*Work to complete*:
For the data below, give the number of lines in which "impl" occurs. Include nothing besides that number.

*Task material*:
========================================

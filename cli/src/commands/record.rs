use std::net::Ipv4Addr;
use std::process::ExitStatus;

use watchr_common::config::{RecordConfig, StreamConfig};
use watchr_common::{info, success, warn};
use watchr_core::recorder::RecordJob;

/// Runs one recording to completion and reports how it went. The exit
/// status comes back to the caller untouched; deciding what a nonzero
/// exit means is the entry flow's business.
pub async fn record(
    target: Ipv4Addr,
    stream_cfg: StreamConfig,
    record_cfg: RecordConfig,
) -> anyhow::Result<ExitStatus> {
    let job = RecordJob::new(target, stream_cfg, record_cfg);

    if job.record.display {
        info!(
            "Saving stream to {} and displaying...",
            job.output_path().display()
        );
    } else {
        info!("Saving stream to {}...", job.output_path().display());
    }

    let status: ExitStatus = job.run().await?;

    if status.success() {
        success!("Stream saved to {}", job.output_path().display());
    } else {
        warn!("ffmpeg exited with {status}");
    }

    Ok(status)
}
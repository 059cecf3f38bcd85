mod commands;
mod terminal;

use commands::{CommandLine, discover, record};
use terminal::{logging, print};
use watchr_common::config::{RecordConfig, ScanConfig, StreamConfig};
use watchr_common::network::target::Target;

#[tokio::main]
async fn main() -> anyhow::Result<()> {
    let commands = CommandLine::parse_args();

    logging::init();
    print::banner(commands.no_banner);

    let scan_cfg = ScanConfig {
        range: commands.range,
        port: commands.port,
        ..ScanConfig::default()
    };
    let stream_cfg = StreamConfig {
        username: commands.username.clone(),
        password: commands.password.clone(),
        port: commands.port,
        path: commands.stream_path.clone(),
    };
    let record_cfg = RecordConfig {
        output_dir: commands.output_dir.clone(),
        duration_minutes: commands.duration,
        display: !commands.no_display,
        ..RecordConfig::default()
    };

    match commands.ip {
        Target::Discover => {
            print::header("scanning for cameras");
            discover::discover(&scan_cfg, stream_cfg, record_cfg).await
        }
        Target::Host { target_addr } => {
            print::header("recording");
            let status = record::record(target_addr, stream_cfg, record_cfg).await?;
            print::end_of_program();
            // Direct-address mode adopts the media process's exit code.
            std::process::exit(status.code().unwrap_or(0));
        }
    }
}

========================================

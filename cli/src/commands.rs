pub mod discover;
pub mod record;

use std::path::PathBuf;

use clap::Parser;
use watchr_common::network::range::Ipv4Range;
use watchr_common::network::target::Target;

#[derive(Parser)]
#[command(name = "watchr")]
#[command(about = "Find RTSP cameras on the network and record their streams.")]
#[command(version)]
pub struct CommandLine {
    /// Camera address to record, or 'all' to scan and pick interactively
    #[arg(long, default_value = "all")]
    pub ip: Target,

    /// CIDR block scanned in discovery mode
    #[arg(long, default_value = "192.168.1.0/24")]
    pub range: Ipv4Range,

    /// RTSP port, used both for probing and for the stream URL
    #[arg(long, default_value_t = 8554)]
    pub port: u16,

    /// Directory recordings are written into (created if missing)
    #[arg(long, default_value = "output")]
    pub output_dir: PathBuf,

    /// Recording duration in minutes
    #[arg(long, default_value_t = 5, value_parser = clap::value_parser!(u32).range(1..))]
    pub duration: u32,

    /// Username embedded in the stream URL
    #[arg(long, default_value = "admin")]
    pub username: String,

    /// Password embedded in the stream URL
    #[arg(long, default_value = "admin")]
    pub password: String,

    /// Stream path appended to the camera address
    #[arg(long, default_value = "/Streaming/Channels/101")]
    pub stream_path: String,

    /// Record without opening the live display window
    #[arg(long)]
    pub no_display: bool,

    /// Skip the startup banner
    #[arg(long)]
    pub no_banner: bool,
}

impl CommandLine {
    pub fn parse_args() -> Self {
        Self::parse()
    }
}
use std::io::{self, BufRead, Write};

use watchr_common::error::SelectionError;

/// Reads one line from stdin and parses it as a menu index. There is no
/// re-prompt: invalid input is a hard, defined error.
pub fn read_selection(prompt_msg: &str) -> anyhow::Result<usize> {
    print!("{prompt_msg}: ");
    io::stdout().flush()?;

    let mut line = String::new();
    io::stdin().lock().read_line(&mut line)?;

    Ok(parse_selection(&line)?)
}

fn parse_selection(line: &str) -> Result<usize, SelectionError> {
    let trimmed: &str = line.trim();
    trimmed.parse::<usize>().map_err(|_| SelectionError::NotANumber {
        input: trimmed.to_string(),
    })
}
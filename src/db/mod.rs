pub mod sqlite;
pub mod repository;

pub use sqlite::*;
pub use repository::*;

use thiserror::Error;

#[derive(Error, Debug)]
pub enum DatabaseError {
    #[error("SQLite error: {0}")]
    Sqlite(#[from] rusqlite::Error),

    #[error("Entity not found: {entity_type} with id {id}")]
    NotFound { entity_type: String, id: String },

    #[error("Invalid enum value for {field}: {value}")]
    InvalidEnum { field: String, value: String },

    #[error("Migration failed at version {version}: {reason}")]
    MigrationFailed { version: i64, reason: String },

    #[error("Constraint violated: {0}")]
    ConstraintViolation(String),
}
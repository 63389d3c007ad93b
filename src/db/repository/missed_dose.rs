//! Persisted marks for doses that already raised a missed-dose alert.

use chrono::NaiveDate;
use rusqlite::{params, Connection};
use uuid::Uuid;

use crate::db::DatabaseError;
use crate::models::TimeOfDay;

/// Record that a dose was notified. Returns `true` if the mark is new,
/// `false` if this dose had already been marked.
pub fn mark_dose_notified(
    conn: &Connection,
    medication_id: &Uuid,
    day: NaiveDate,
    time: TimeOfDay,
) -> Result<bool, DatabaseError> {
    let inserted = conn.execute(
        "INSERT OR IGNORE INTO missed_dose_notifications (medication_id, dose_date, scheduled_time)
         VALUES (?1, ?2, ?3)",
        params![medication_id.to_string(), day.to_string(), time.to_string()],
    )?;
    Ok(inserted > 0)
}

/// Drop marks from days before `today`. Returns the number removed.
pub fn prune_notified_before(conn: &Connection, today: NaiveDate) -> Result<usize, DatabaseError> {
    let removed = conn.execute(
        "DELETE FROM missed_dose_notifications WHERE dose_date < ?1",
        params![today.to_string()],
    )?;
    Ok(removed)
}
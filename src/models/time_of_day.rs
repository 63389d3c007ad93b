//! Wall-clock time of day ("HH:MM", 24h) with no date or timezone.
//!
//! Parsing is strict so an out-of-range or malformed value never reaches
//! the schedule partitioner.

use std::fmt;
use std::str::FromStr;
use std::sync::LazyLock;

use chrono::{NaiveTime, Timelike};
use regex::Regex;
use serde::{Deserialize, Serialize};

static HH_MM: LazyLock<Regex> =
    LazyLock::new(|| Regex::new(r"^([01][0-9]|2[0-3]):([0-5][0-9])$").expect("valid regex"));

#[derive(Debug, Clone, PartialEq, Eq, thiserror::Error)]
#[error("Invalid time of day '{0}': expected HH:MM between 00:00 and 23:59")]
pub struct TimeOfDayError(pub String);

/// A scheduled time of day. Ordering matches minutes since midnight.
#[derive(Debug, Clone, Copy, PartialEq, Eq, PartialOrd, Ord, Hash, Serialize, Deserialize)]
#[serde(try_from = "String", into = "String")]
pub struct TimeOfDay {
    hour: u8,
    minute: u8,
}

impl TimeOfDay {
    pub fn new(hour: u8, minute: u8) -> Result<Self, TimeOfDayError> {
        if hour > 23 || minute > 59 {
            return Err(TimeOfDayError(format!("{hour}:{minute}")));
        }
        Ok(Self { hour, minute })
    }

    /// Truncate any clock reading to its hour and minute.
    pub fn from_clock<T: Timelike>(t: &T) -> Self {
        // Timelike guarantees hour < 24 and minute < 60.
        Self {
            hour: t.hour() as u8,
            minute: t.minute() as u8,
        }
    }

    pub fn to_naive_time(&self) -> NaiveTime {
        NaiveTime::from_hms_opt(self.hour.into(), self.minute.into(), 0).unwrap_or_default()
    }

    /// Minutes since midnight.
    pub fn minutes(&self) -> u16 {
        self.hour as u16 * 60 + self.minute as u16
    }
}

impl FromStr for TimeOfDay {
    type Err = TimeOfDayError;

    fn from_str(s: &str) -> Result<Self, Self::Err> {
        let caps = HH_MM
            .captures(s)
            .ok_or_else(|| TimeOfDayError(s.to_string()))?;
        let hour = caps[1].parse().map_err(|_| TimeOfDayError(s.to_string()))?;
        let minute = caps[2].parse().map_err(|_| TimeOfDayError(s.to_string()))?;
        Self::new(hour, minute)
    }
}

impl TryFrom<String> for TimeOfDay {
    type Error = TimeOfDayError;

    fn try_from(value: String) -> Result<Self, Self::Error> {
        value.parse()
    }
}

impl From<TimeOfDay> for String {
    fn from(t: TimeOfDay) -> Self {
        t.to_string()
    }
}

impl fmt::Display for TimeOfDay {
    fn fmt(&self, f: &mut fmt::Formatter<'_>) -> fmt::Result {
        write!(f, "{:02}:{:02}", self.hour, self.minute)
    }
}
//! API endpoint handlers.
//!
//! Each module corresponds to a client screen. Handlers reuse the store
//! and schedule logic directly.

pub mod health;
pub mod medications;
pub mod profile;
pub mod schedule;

========================================

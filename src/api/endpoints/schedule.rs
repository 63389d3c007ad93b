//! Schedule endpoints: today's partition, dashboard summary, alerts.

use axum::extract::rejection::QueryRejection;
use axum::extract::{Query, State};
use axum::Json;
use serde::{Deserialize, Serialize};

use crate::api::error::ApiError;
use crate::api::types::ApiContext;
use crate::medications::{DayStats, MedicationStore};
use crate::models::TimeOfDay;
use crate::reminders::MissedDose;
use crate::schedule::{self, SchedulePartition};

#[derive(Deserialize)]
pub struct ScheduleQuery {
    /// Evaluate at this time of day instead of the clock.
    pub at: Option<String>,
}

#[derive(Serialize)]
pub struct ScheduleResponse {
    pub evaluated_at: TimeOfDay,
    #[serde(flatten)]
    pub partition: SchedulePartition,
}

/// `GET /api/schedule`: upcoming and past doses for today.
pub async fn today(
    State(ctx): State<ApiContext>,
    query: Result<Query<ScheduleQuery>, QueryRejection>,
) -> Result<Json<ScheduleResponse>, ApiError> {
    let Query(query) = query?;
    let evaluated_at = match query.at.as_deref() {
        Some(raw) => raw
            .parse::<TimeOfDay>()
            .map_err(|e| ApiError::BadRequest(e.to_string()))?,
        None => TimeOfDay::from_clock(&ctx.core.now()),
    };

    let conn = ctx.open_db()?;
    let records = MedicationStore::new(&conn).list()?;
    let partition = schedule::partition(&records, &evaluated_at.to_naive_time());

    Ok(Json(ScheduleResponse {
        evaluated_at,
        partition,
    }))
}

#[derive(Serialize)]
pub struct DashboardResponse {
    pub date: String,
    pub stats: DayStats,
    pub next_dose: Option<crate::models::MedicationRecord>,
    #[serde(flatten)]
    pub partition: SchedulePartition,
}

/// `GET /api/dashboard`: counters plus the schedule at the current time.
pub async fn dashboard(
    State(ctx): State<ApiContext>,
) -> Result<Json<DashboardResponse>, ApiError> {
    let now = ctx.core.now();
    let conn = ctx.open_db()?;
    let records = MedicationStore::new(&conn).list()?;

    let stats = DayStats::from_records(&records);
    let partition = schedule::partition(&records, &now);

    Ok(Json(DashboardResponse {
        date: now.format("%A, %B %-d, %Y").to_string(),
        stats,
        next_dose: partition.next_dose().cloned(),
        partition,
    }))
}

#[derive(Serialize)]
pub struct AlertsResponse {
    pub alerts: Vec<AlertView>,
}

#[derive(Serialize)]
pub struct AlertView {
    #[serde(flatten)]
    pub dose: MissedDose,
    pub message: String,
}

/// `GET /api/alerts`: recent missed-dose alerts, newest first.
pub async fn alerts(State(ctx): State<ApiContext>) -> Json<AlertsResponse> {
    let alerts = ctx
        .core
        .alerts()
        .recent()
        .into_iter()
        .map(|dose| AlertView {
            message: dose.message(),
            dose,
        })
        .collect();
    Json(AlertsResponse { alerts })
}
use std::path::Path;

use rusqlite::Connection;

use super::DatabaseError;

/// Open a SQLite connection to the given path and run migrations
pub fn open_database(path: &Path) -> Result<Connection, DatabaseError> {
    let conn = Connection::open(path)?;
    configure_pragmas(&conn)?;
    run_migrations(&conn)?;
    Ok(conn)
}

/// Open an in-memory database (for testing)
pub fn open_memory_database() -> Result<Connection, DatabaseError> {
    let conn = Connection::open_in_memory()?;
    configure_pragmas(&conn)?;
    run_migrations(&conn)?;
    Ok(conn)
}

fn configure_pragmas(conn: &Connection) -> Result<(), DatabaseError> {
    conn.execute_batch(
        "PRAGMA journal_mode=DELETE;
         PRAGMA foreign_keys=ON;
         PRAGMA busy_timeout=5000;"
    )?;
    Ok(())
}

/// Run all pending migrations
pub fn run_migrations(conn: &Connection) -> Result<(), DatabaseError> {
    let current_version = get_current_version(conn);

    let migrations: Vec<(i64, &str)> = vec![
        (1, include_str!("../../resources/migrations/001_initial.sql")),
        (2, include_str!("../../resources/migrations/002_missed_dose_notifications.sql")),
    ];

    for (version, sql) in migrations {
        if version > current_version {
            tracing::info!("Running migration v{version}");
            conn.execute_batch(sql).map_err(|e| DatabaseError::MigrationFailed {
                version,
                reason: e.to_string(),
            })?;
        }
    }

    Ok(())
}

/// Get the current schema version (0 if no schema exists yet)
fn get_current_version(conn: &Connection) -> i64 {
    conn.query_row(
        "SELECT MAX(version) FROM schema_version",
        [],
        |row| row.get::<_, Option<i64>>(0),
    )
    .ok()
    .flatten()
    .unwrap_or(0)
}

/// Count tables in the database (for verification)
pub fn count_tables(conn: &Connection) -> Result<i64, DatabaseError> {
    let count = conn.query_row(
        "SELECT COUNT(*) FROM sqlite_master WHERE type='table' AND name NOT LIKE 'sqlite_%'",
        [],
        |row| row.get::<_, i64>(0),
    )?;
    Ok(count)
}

========================================

*Answer to this problem*:
6